**Task**. State only the number of lines below where the word "step" is found.

**Dataset records**.

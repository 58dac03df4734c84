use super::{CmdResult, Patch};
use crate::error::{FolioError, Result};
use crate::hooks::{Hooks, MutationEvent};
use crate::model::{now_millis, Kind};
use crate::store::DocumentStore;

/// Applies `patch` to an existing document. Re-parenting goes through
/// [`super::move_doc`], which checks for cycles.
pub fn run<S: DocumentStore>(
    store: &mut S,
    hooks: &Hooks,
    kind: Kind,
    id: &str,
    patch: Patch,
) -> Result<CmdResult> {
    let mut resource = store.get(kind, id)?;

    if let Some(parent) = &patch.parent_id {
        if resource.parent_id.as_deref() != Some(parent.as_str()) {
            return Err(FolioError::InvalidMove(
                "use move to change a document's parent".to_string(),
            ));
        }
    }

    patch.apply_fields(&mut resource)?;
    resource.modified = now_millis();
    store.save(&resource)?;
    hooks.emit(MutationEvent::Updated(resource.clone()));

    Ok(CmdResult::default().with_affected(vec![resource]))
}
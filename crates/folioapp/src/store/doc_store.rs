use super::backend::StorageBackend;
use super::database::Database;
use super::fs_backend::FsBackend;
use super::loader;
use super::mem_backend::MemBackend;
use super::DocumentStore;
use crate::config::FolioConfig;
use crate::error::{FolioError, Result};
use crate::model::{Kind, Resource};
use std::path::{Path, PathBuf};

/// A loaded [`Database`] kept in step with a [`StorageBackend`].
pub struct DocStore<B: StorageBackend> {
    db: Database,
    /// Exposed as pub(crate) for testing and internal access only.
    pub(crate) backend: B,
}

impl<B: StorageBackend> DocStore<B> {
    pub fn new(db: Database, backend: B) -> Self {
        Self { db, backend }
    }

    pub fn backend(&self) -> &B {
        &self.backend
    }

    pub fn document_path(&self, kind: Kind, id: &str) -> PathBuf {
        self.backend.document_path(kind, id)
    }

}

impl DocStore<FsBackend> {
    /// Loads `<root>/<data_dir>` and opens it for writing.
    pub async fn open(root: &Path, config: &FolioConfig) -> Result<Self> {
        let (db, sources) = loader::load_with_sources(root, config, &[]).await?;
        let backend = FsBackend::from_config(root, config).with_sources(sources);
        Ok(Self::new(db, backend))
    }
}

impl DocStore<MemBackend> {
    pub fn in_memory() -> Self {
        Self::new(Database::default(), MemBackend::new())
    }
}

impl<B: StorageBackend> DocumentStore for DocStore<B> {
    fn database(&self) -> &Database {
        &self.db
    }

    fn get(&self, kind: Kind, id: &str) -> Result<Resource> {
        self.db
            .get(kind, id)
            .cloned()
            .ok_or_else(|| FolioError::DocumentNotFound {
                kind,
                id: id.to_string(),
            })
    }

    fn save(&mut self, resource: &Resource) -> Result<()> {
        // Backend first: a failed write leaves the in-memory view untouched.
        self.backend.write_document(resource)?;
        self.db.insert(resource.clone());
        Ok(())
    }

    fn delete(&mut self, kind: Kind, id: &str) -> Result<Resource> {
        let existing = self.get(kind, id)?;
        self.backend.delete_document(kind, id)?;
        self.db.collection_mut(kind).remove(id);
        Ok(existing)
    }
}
--
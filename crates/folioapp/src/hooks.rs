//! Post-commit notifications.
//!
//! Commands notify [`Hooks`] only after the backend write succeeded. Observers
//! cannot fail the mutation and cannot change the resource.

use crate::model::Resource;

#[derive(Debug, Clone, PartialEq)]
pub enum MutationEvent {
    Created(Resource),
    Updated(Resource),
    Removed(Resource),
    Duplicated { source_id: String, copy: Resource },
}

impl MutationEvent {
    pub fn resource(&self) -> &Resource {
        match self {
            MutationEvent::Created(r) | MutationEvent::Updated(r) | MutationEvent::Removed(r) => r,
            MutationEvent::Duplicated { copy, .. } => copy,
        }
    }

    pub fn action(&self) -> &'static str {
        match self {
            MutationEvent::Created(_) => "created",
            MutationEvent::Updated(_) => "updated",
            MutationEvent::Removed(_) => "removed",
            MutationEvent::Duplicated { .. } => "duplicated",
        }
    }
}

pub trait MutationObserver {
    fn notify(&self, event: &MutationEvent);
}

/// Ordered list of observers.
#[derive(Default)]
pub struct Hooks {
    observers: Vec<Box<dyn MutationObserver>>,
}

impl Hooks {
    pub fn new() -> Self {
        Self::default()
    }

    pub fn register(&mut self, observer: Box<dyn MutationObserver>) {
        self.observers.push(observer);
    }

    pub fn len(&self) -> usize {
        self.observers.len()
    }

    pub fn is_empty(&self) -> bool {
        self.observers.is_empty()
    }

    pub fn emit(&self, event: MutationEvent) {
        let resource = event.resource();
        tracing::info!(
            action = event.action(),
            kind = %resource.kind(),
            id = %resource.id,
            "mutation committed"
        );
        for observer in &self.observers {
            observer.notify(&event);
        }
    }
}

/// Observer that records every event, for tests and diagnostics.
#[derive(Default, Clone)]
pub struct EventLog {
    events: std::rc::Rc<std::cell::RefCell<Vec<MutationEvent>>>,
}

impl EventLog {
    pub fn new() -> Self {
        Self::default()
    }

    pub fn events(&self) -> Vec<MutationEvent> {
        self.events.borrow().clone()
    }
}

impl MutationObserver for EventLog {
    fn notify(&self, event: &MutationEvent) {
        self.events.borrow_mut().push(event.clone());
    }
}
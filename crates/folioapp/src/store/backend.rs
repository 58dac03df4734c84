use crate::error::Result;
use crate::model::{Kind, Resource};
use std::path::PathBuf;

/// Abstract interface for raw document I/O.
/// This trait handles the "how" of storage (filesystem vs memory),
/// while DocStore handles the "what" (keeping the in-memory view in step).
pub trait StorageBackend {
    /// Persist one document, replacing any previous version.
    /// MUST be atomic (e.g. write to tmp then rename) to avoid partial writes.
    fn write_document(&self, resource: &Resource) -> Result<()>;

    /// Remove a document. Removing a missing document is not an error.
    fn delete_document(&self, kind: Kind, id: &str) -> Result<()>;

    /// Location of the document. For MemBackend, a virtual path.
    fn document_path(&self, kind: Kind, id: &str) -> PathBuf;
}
---
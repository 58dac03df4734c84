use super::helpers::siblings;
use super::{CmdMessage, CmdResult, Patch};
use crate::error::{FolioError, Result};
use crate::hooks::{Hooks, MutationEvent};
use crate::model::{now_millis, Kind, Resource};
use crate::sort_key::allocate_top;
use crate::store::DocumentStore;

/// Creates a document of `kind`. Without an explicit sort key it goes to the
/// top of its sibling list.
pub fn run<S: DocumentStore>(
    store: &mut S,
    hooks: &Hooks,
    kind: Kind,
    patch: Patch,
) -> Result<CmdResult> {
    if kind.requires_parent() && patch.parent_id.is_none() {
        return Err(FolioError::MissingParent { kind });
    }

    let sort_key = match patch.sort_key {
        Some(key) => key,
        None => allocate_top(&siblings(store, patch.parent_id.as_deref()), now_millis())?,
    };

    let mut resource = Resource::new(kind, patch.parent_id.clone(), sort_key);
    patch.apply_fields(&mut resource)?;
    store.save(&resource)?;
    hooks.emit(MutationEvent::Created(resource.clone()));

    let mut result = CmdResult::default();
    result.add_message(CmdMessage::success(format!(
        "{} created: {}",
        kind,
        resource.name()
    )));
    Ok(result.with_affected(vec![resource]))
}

**The completed task**. 2